▶ Task prompt:
Every record is to be restated exactly, with nothing left out.

Dataset entries
/// Root-mean-square energy of a mono f32 frame, range [0, 1] for
/// normalized samples. Cheap pre-filter before correlation scoring.
pub fn rms(frame: &[f32]) -> f32 {
    if frame.is_empty() {
        return 0.0;
    }
    let sum_squares: f64 = frame.iter().map(|&s| s as f64 * s as f64).sum();
    (sum_squares / frame.len() as f64).sqrt() as f32
}

#[cfg(test)]
mod tests {
    use super::*;

    #[test]
    fn silence_is_zero() {
        assert_eq!(rms(&vec![0.0; 1024]), 0.0);
        assert_eq!(rms(&[]), 0.0);
    }

    #[test]
    fn full_scale_sine_rms() {
        let sine: Vec<f32> = (0..48_000)
            .map(|i| (2.0 * std::f32::consts::PI * 440.0 * i as f32 / 48_000.0).sin())
            .collect();
        // RMS of a unit sine is 1/sqrt(2)
        assert!((rms(&sine) - std::f32::consts::FRAC_1_SQRT_2).abs() < 1e-3);
    }
}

▶ Completed task:
/// Root-mean-square energy of a mono f32 frame, range [0, 1] for
/// normalized samples. Cheap pre-filter before correlation scoring.
pub fn rms(frame: &[f32]) -> f32 {
    if frame.is_empty() {
        return 0.0;
    }
    let sum_squares: f64 = frame.iter().map(|&s| s as f64 * s as f64).sum();
    (sum_squares / frame.len() as f64).sqrt() as f32
}

#[cfg(test)]
mod tests {
    use super::*;

    #[test]
    fn silence_is_zero() {
        assert_eq!(rms(&vec![0.0; 1024]), 0.0);
        assert_eq!(rms(&[]), 0.0);
    }

    #[test]
    fn full_scale_sine_rms() {
        let sine: Vec<f32> = (0..48_000)
            .map(|i| (2.0 * std::f32::consts::PI * 440.0 * i as f32 / 48_000.0).sin())
            .collect();
        // RMS of a unit sine is 1/sqrt(2)
        assert!((rms(&sine) - std::f32::consts::FRAC_1_SQRT_2).abs() < 1e-3);
    }
}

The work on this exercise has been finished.